# Avis : Choisir son Ipad



## Areknor (23 Décembre 2014)

Salut la communauté !

Je m'adresse à vous afin d'avoir des conseils concernant les Ipad. Actuellement possesseur d'une Google Nexus 7 que je vais très certainement revendre, je souhaite acquérir un Ipad, principalement pour une utilisation multimédia ( jeu + vidéo ). Quel est selon vous le meilleur choix ?

Dois-je opter pour l'Ipad mini retina ( 299 euros ) ou alors un Ipad Air ( 399 euros ).

Merci d'avance de vos réponses


----------



## adixya (23 Décembre 2014)

La différence majeure entre les deux, c'est évidemment la taille.
Pour avoir les deux appareils à la maison, je peux te dire que le grand est génial en usage domestique et le mini génial en déplacement genre pour prendre le tgv ou l'avion.
Perso, je passe beaucoup plus de temps avec l'iPad a la maison qu'en déplacement, c'est pourquoi j'ai opté pour le grand modèle.
Mon copain a le mini et je dois dire que c'est aussi un superbe appareil, et en déplacement, je dois avouer éprouver un peu de jalousie par rapport à la compacité du mini. Le grand modèle me paraît un poil trop grand dans ce contexte. 

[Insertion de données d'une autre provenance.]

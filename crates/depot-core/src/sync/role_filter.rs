//! Which tables a user type synchronizes.
//!
//! The policy itself is data: each [`TableDescriptor`] carries its role set in
//! the static catalog. These functions only read it.

use std::collections::BTreeSet;

use crate::catalog::{TableDescriptor, catalog};
use crate::models::{TableId, UserType};

/// One catalog entry as seen by a particular user type.
#[derive(Debug, Clone, Copy, PartialEq, Eq)]
pub struct PlannedTable {
    pub descriptor: &'static TableDescriptor,
    pub eligible: bool,
}

/// Tables `user_type` is allowed to synchronize.
pub fn allowed_tables(user_type: UserType) -> BTreeSet<TableId> {
    catalog()
        .iter()
        .filter(|descriptor| descriptor.includes(user_type))
        .map(|descriptor| descriptor.table_id)
        .collect()
}

/// The whole catalog in master order, flagged with eligibility for `user_type`.
pub fn sync_plan(user_type: UserType) -> Vec<PlannedTable> {
    catalog()
        .iter()
        .map(|descriptor| PlannedTable {
            descriptor,
            eligible: descriptor.includes(user_type),
        })
        .collect()
}
use std::env;
use std::io::{self, IsTerminal, Read};
use std::path::{Path, PathBuf};
use std::sync::Arc;

use depot_core::models::{FailedSyncEntry, SyncTimeEntry};
use depot_core::sync::{
    BroadcastAction, DispatchReport, DrainReport, PlannedTable, SyncReport, SyncSession,
};
use depot_core::{
    ClientConfig, DatabaseService, HttpBatchFetcher, SyncEngine, TableDescriptor, UserType,
};
use serde::Serialize;

use crate::error::CliError;

#[derive(Debug, Serialize)]
pub struct FailedSyncItem {
    pub id: i64,
    pub table: String,
    pub table_id: i64,
    pub data_id: i64,
    pub created_at: i64,
    pub created_at_iso: String,
    pub attempts: i64,
    pub last_error: Option<String>,
}

#[derive(Debug, Serialize)]
pub struct TableStatusItem {
    pub table: String,
    pub table_id: i64,
    pub rows: i64,
    pub last_update_date: Option<String>,
}

#[derive(Debug, Serialize)]
pub struct PlannedTableItem {
    pub table: String,
    pub table_id: i64,
    pub endpoint: String,
    pub eligible: bool,
}

pub fn resolve_db_path(cli_db_path: Option<PathBuf>) -> PathBuf {
    cli_db_path
        .or_else(|| env::var_os("DEPOT_DB_PATH").map(PathBuf::from))
        .unwrap_or_else(default_db_path)
}

pub fn default_db_path() -> PathBuf {
    dirs::data_dir()
        .unwrap_or_else(|| PathBuf::from("."))
        .join("depot")
        .join("depot.db")
}

pub async fn open_database(path: &Path) -> Result<DatabaseService, CliError> {
    Ok(DatabaseService::open_path(path).await?)
}

pub fn load_config() -> Result<ClientConfig, CliError> {
    Ok(ClientConfig::from_env()?)
}

/// Engine over the database at `db_path` talking to the configured server.
pub async fn open_engine(config: &ClientConfig, db_path: &Path) -> Result<SyncEngine, CliError> {
    let database = open_database(db_path).await?;
    let fetcher = HttpBatchFetcher::new(config)?;
    tracing::debug!("Using download API at {}", fetcher.base_url());
    Ok(SyncEngine::new(database, Arc::new(fetcher)))
}

/// Command-line values win over the configured session defaults.
pub fn resolve_session(
    user_type: Option<UserType>,
    user_id: Option<i64>,
    config: &ClientConfig,
) -> Result<SyncSession, CliError> {
    let user_type = user_type
        .or(config.user_type)
        .ok_or(CliError::MissingUserType)?;
    let user_id = user_id.or(config.user_id).ok_or(CliError::MissingUserId)?;
    Ok(SyncSession { user_type, user_id })
}

/// Payload text from `path`, or from piped stdin when no path is given.
pub fn read_payload(path: Option<&Path>) -> Result<String, CliError> {
    let raw = match path {
        Some(path) => std::fs::read_to_string(path)?,
        None => read_piped_stdin()?.unwrap_or_default(),
    };
    normalize_payload(&raw).ok_or(CliError::EmptyPayload)
}

pub fn normalize_payload(raw: &str) -> Option<String> {
    let trimmed = raw.trim();
    if trimmed.is_empty() {
        None
    } else {
        Some(trimmed.to_string())
    }
}

fn read_piped_stdin() -> Result<Option<String>, CliError> {
    let stdin = io::stdin();
    if stdin.is_terminal() {
        return Ok(None);
    }

    let mut buffer = String::new();
    stdin.lock().read_to_string(&mut buffer)?;
    Ok(Some(buffer))
}

pub fn format_timestamp(timestamp_ms: i64) -> String {
    chrono::DateTime::from_timestamp_millis(timestamp_ms).map_or_else(
        || timestamp_ms.to_string(),
        |date_time| date_time.format("%Y-%m-%d %H:%M:%S UTC").to_string(),
    )
}

pub fn failed_entry_to_item(entry: &FailedSyncEntry) -> FailedSyncItem {
    FailedSyncItem {
        id: entry.id,
        table: entry.table_id.to_string(),
        table_id: entry.table_id.code(),
        data_id: entry.data_id,
        created_at: entry.created_at,
        created_at_iso: format_timestamp(entry.created_at),
        attempts: entry.attempts,
        last_error: entry.last_error.clone(),
    }
}

pub fn format_failed_lines(entries: &[FailedSyncEntry]) -> Vec<String> {
    entries
        .iter()
        .map(|entry| {
            let line = format!(
                "#{:<5} {:<18} id={:<8} attempts={}  since {}",
                entry.id,
                entry.table_id.as_str(),
                entry.data_id,
                entry.attempts,
                format_timestamp(entry.created_at)
            );
            match entry.last_error.as_deref() {
                Some(error) => format!("{line}  ({error})"),
                None => line,
            }
        })
        .collect()
}

pub fn table_status_item(
    descriptor: &TableDescriptor,
    rows: i64,
    stamps: &[SyncTimeEntry],
) -> TableStatusItem {
    TableStatusItem {
        table: descriptor.name().to_string(),
        table_id: descriptor.table_id.code(),
        rows,
        last_update_date: stamps
            .iter()
            .find(|entry| entry.table_name == descriptor.name())
            .map(|entry| entry.last_update_date.clone()),
    }
}

pub fn format_status_lines(items: &[TableStatusItem]) -> Vec<String> {
    items
        .iter()
        .map(|item| {
            let stamp = item.last_update_date.as_deref().unwrap_or("never");
            format!("{:<18} {:>8} rows  last sync {stamp}", item.table, item.rows)
        })
        .collect()
}

pub fn planned_table_to_item(planned: &PlannedTable) -> PlannedTableItem {
    PlannedTableItem {
        table: planned.descriptor.name().to_string(),
        table_id: planned.descriptor.table_id.code(),
        endpoint: planned.descriptor.endpoint.to_string(),
        eligible: planned.eligible,
    }
}

pub fn format_plan_lines(plan: &[PlannedTable]) -> Vec<String> {
    plan.iter()
        .map(|planned| {
            let marker = if planned.eligible { "sync" } else { "skip" };
            format!(
                "{marker}  {:<18} /{}",
                planned.descriptor.name(),
                planned.descriptor.endpoint
            )
        })
        .collect()
}

pub fn format_drain_lines(report: &DrainReport) -> Vec<String> {
    if report.attempted == 0 {
        return vec!["Retry queue is empty.".to_string()];
    }

    let mut lines = vec![format!(
        "Retried {} queued refresh(es): {} recovered, {} still failing",
        report.attempted,
        report.recovered.len(),
        report.still_failing.len()
    )];
    lines.extend(
        report
            .still_failing
            .iter()
            .map(|(table, id)| format!("  still failing: {table}#{id}")),
    );
    lines.extend(
        report
            .dropped
            .iter()
            .map(|(table, id)| format!("  dropped: {table}#{id}")),
    );
    lines
}

pub fn format_dispatch_lines(report: &DispatchReport) -> Vec<String> {
    let mut lines = vec![format!(
        "Refreshed {}, queued {}, failed {}, skipped {}",
        report.refreshed.len(),
        report.queued.len(),
        report.failed.len(),
        report.skipped.len()
    )];
    if !report.malformed.is_empty() {
        lines.push(format!(
            "Ignored {} malformed reference(s)",
            report.malformed.len()
        ));
    }
    for action in &report.actions {
        match action {
            BroadcastAction::ForceLogout => lines.push("Action: force logout".to_string()),
        }
    }
    if report.show_notification && !report.message.is_empty() {
        lines.push(format!("Message: {}", report.message));
    }
    lines
}

pub fn format_sync_report_lines(report: &SyncReport) -> Vec<String> {
    let mut lines = report
        .tables
        .iter()
        .map(|table| {
            let state = if table.completed { "done" } else { "partial" };
            format!(
                "{:<18} {:>8} rows  {:>3} request(s)  {state}",
                table.table.as_str(),
                table.rows,
                table.requests
            )
        })
        .collect::<Vec<_>>();
    lines.push(format!(
        "Sync {}: {} rows across {} table(s), {} skipped by role",
        report.status,
        report.rows(),
        report.tables.len(),
        report.skipped.len()
    ));
    if let Some(failure) = report.failure.as_ref() {
        lines.push(format!("Failure: {failure}"));
    }
    lines
}
use std::path::PathBuf;

use clap::Parser;
use depot_core::models::{DataRef, FailedSyncEntry, Record};
use depot_core::sync::{
    BroadcastAction, DispatchReport, DrainReport, FailedSyncStore, LocalStore, SyncFailure,
    SyncReport, SyncStatus, SyncTimeLedger, TableSyncReport, sync_plan,
};
use depot_core::{ClientConfig, DatabaseService, Error, TableId, UserType, descriptor};
use pretty_assertions::assert_eq;
use serde_json::json;
use tempfile::tempdir;

use crate::cli::{Cli, Commands};
use crate::commands::common::{
    default_db_path, format_dispatch_lines, format_drain_lines, format_failed_lines,
    format_plan_lines, format_sync_report_lines, format_timestamp, normalize_payload,
    read_payload, resolve_db_path, resolve_session,
};
use crate::commands::failed::list_failed;
use crate::commands::status::collect_status;
use crate::error::CliError;

fn config_with_session(user_type: Option<UserType>, user_id: Option<i64>) -> ClientConfig {
    let mut config = ClientConfig::new("https://depot.example.com/api").unwrap();
    config.user_type = user_type;
    config.user_id = user_id;
    config
}

#[test]
fn sync_command_parses_user_type_by_name_or_code() {
    let cli = Cli::try_parse_from([
        "depot",
        "--db-path",
        "/tmp/depot-test.db",
        "sync",
        "--user-type",
        "supplier",
        "--user-id",
        "7",
    ])
    .unwrap();
    assert_eq!(cli.db_path, Some(PathBuf::from("/tmp/depot-test.db")));
    assert!(matches!(
        cli.command,
        Commands::Sync {
            user_type: Some(UserType::Supplier),
            user_id: Some(7)
        }
    ));

    let cli = Cli::try_parse_from(["depot", "sync", "--user-type", "2"]).unwrap();
    assert!(matches!(
        cli.command,
        Commands::Sync {
            user_type: Some(UserType::Storekeeper),
            user_id: None
        }
    ));
}

#[test]
fn db_path_is_accepted_after_the_subcommand() {
    let cli = Cli::try_parse_from(["depot", "failed", "--json", "--db-path", "/tmp/q.db"]).unwrap();
    assert_eq!(cli.db_path, Some(PathBuf::from("/tmp/q.db")));
    assert!(matches!(cli.command, Commands::Failed { json: true }));
}

#[test]
fn tables_requires_a_known_user_type() {
    assert!(Cli::try_parse_from(["depot", "tables"]).is_err());
    assert!(Cli::try_parse_from(["depot", "tables", "--user-type", "janitor"]).is_err());
    assert!(Cli::try_parse_from(["depot", "tables", "--user-type", "Driver"]).is_ok());
}

#[test]
fn notify_path_is_optional() {
    let cli = Cli::try_parse_from(["depot", "notify"]).unwrap();
    assert!(matches!(cli.command, Commands::Notify { path: None }));

    let cli = Cli::try_parse_from(["depot", "notify", "push.json"]).unwrap();
    assert!(
        matches!(cli.command, Commands::Notify { path: Some(ref path) } if path == &PathBuf::from("push.json"))
    );
}

#[test]
fn resolve_db_path_prefers_explicit_value() {
    let explicit = PathBuf::from("/var/lib/depot/custom.db");
    assert_eq!(resolve_db_path(Some(explicit.clone())), explicit);
}

#[test]
fn default_db_path_lives_under_depot_directory() {
    let path = default_db_path();
    assert!(path.ends_with("depot/depot.db"));
}

#[test]
fn resolve_session_prefers_flags_over_config() {
    let config = config_with_session(Some(UserType::Admin), Some(1));

    let session = resolve_session(Some(UserType::Driver), Some(42), &config).unwrap();
    assert_eq!(session.user_type, UserType::Driver);
    assert_eq!(session.user_id, 42);

    let session = resolve_session(None, None, &config).unwrap();
    assert_eq!(session.user_type, UserType::Admin);
    assert_eq!(session.user_id, 1);
}

#[test]
fn resolve_session_reports_missing_values() {
    let config = config_with_session(None, Some(3));
    assert!(matches!(
        resolve_session(None, None, &config),
        Err(CliError::MissingUserType)
    ));

    let config = config_with_session(Some(UserType::Biller), None);
    assert!(matches!(
        resolve_session(None, None, &config),
        Err(CliError::MissingUserId)
    ));
}

#[test]
fn read_payload_trims_file_contents() {
    let tmp = tempdir().unwrap();
    let path = tmp.path().join("push.json");
    std::fs::write(&path, "\n  {\"data\": {\"data_ids\": []}}  \n").unwrap();

    let payload = read_payload(Some(&path)).unwrap();
    assert_eq!(payload, "{\"data\": {\"data_ids\": []}}");
}

#[test]
fn read_payload_rejects_blank_file() {
    let tmp = tempdir().unwrap();
    let path = tmp.path().join("empty.json");
    std::fs::write(&path, " \n\t").unwrap();

    assert!(matches!(read_payload(Some(&path)), Err(CliError::EmptyPayload)));
    assert_eq!(normalize_payload("  "), None);
}

#[test]
fn format_timestamp_returns_utc_label() {
    assert_eq!(format_timestamp(0), "1970-01-01 00:00:00 UTC");
}

#[test]
fn format_plan_lines_mark_skipped_tables() {
    let lines = format_plan_lines(&sync_plan(UserType::Supplier));
    assert_eq!(lines.len(), 21);
    assert_eq!(lines[0], "sync  product            /product_downloads");
    assert!(lines.iter().any(|line| line.starts_with("skip  orders ")));
    assert!(lines.iter().any(|line| line.starts_with("sync  suppliers ")));
}

#[test]
fn format_failed_lines_include_last_error() {
    let entries = vec![
        FailedSyncEntry {
            id: 1,
            table_id: TableId::Product,
            data_id: 789,
            created_at: 0,
            attempts: 2,
            last_error: Some("network error: timed out".to_string()),
        },
        FailedSyncEntry {
            id: 2,
            table_id: TableId::Racks,
            data_id: 12,
            created_at: 0,
            attempts: 1,
            last_error: None,
        },
    ];

    let lines = format_failed_lines(&entries);
    assert_eq!(lines.len(), 2);
    assert!(lines[0].contains("product"));
    assert!(lines[0].contains("id=789"));
    assert!(lines[0].contains("attempts=2"));
    assert!(lines[0].ends_with("(network error: timed out)"));
    assert!(!lines[1].contains('('));
}

#[test]
fn format_drain_lines_summarize_outcome() {
    assert_eq!(
        format_drain_lines(&DrainReport::default()),
        vec!["Retry queue is empty.".to_string()]
    );

    let report = DrainReport {
        attempted: 2,
        recovered: vec![(TableId::Product, 1)],
        still_failing: vec![(TableId::Orders, 5)],
        dropped: Vec::new(),
    };
    let lines = format_drain_lines(&report);
    assert_eq!(
        lines[0],
        "Retried 2 queued refresh(es): 1 recovered, 1 still failing"
    );
    assert_eq!(lines[1], "  still failing: orders#5");
}

#[test]
fn format_dispatch_lines_show_actions_and_message() {
    let report = DispatchReport {
        refreshed: vec![DataRef { table: 1, id: 789 }],
        actions: vec![BroadcastAction::ForceLogout],
        show_notification: true,
        message: "Prices updated".to_string(),
        ..DispatchReport::default()
    };

    let lines = format_dispatch_lines(&report);
    assert_eq!(lines[0], "Refreshed 1, queued 0, failed 0, skipped 0");
    assert_eq!(lines[1], "Action: force logout");
    assert_eq!(lines[2], "Message: Prices updated");
}

#[test]
fn format_sync_report_lines_include_failure() {
    let report = SyncReport {
        status: SyncStatus::Errored,
        tables: vec![TableSyncReport {
            table: TableId::Product,
            requests: 3,
            rows: 1000,
            completed: false,
            update_date: None,
        }],
        skipped: vec![TableId::Orders],
        failure: Some(SyncFailure::new(
            Some(TableId::Product),
            &Error::Network("connection reset".to_string()),
        )),
    };

    let lines = format_sync_report_lines(&report);
    assert!(lines[0].starts_with("product"));
    assert!(lines[0].contains("1000 rows"));
    assert!(lines[0].ends_with("partial"));
    assert_eq!(
        lines[1],
        "Sync errored: 1000 rows across 1 table(s), 1 skipped by role"
    );
    assert!(lines[2].starts_with("Failure: product: "));
    assert!(lines[2].contains("connection reset"));
}

#[tokio::test(flavor = "multi_thread")]
async fn list_failed_reads_persisted_queue() {
    let tmp = tempdir().unwrap();
    let db_path = tmp.path().join("depot.db");
    {
        let database = DatabaseService::open_path(&db_path).await.unwrap();
        database.insert_failed(TableId::Product, 789).await.unwrap();
        database.insert_failed(TableId::Racks, 4).await.unwrap();
    }

    let entries = list_failed(&db_path).await.unwrap();
    let keys = entries
        .iter()
        .map(|entry| (entry.table_id, entry.data_id))
        .collect::<Vec<_>>();
    assert_eq!(keys, vec![(TableId::Product, 789), (TableId::Racks, 4)]);
}

#[tokio::test(flavor = "multi_thread")]
async fn collect_status_reports_rows_and_stamps() {
    let tmp = tempdir().unwrap();
    let db_path = tmp.path().join("depot.db");
    {
        let database = DatabaseService::open_path(&db_path).await.unwrap();
        let products = descriptor(TableId::Product).unwrap();
        let records = (1..=3)
            .map(|id| Record::from_value(json!({"id": id, "name": format!("part {id}")})).unwrap())
            .collect::<Vec<_>>();
        database.upsert_many(products, &records).await.unwrap();
        database
            .record_update_date(TableId::Product, "2024-05-01 12:00:00")
            .await
            .unwrap();
    }

    let items = collect_status(&db_path).await.unwrap();
    assert_eq!(items.len(), 21);

    let product = &items[0];
    assert_eq!(product.table, "product");
    assert_eq!(product.rows, 3);
    assert_eq!(product.last_update_date.as_deref(), Some("2024-05-01 12:00:00"));

    let orders = items.iter().find(|item| item.table == "orders").unwrap();
    assert_eq!(orders.rows, 0);
    assert_eq!(orders.last_update_date, None);

    let json = serde_json::to_value(&items).unwrap();
    assert_eq!(json[0]["table_id"], 1);
}
pub mod common;
pub mod failed;
pub mod notify;
pub mod retry;
pub mod status;
pub mod sync;
pub mod tables;
//! Static catalog of synchronized tables
//!
//! Every entity kind mirrored locally has exactly one [`TableDescriptor`]. The
//! order of [`CATALOG`] is the order a full sync walks the tables in, and each
//! descriptor's role set is the role-filter matrix.

use crate::models::{RoleSet, TableId, UserType};

/// Rows requested per page during a full sync.
pub const DEFAULT_PAGE_SIZE: u32 = 500;

/// Immutable description of one synchronized entity kind.
#[derive(Debug, Clone, Copy, PartialEq, Eq)]
pub struct TableDescriptor {
    pub table_id: TableId,
    /// Path segment of the download endpoint (`/{endpoint}`)
    pub endpoint: &'static str,
    /// Local mirror table the rows are upserted into
    pub mirror_table: &'static str,
    /// Record field copied into the mirror's `label` column
    pub label_field: &'static str,
    pub page_size: u32,
    /// User types that synchronize this table
    pub roles: RoleSet,
}

impl TableDescriptor {
    const fn new(
        table_id: TableId,
        endpoint: &'static str,
        mirror_table: &'static str,
        label_field: &'static str,
        roles: RoleSet,
    ) -> Self {
        Self {
            table_id,
            endpoint,
            mirror_table,
            label_field,
            page_size: DEFAULT_PAGE_SIZE,
            roles,
        }
    }

    pub const fn name(&self) -> &'static str {
        self.table_id.as_str()
    }

    /// Whether `user_type` synchronizes this table.
    pub const fn includes(&self, user_type: UserType) -> bool {
        self.roles.contains(user_type)
    }
}

const EVERYONE: RoleSet = RoleSet::ALL;
const NOT_SUPPLIER: RoleSet = RoleSet::ALL.without(UserType::Supplier);
const STOCK_KEEPERS: RoleSet =
    RoleSet::of(&[UserType::Admin, UserType::Storekeeper, UserType::Supplier]);
const RACK_STAFF: RoleSet =
    RoleSet::of(&[UserType::Admin, UserType::Storekeeper, UserType::Checker]);
const FLEET: RoleSet = RoleSet::of(&[UserType::Admin, UserType::Storekeeper, UserType::Driver]);
const DELIVERY_STAFF: RoleSet = RoleSet::of(&[
    UserType::Admin,
    UserType::Storekeeper,
    UserType::Biller,
    UserType::Checker,
    UserType::Driver,
]);

/// Master sync order.
pub static CATALOG: [TableDescriptor; 21] = [
    TableDescriptor::new(TableId::Product, "product_downloads", "products", "name", EVERYONE),
    TableDescriptor::new(TableId::CarBrand, "car_brand_downloads", "car_brands", "name", EVERYONE),
    TableDescriptor::new(TableId::CarName, "car_name_downloads", "car_names", "name", EVERYONE),
    TableDescriptor::new(TableId::CarModel, "car_model_downloads", "car_models", "name", EVERYONE),
    TableDescriptor::new(
        TableId::CarVersion,
        "car_version_downloads",
        "car_versions",
        "name",
        EVERYONE,
    ),
    TableDescriptor::new(TableId::Category, "category_downloads", "categories", "name", EVERYONE),
    TableDescriptor::new(
        TableId::SubCategory,
        "sub_category_downloads",
        "sub_categories",
        "name",
        EVERYONE,
    ),
    TableDescriptor::new(TableId::Orders, "orders_downloads", "orders", "order_no", NOT_SUPPLIER),
    TableDescriptor::new(
        TableId::OrderSubs,
        "order_subs_downloads",
        "order_subs",
        "product_name",
        NOT_SUPPLIER,
    ),
    TableDescriptor::new(
        TableId::Customers,
        "customers_downloads",
        "customers",
        "name",
        NOT_SUPPLIER,
    ),
    TableDescriptor::new(TableId::Users, "users_downloads", "users", "name", NOT_SUPPLIER),
    TableDescriptor::new(TableId::Salesmen, "salesmen_downloads", "salesmen", "name", NOT_SUPPLIER),
    TableDescriptor::new(TableId::Units, "units_downloads", "units", "name", EVERYONE),
    TableDescriptor::new(TableId::Routes, "routes_downloads", "routes", "name", EVERYONE),
    TableDescriptor::new(
        TableId::Suppliers,
        "suppliers_downloads",
        "suppliers",
        "name",
        STOCK_KEEPERS,
    ),
    TableDescriptor::new(
        TableId::OutOfStock,
        "out_of_stock_downloads",
        "out_of_stock",
        "product_name",
        STOCK_KEEPERS,
    ),
    TableDescriptor::new(
        TableId::OutOfStockSubs,
        "out_of_stock_subs_downloads",
        "out_of_stock_subs",
        "product_name",
        STOCK_KEEPERS,
    ),
    TableDescriptor::new(TableId::Racks, "racks_downloads", "racks", "code", RACK_STAFF),
    TableDescriptor::new(TableId::Vehicles, "vehicles_downloads", "vehicles", "number", FLEET),
    TableDescriptor::new(
        TableId::Deliveries,
        "deliveries_downloads",
        "deliveries",
        "order_no",
        DELIVERY_STAFF,
    ),
    TableDescriptor::new(
        TableId::UserCategories,
        "user_categories_downloads",
        "user_categories",
        "name",
        EVERYONE,
    ),
];

/// All synchronized tables in master order.
pub fn catalog() -> &'static [TableDescriptor] {
    &CATALOG
}

/// Descriptor of a synchronized table; `None` for action ids such as logout.
pub fn descriptor(table_id: TableId) -> Option<&'static TableDescriptor> {
    CATALOG
        .iter()
        .find(|descriptor| descriptor.table_id == table_id)
}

En revanche, pour lire des magazines numériques genre des pdf, l'ipad air permet de ne pas avoir à zoomer ou exceptionnellement, alors qu'il faut zoomer plus fréquemment en utilisant le mini.

Voilà ce qui me vient à l'esprit.

Franchement quel que soit ton choix je pense que tu seras enchanté.

Après, évidemment, prendre le mini, à prix égal, permet d'avoir plus de capacité de stockage.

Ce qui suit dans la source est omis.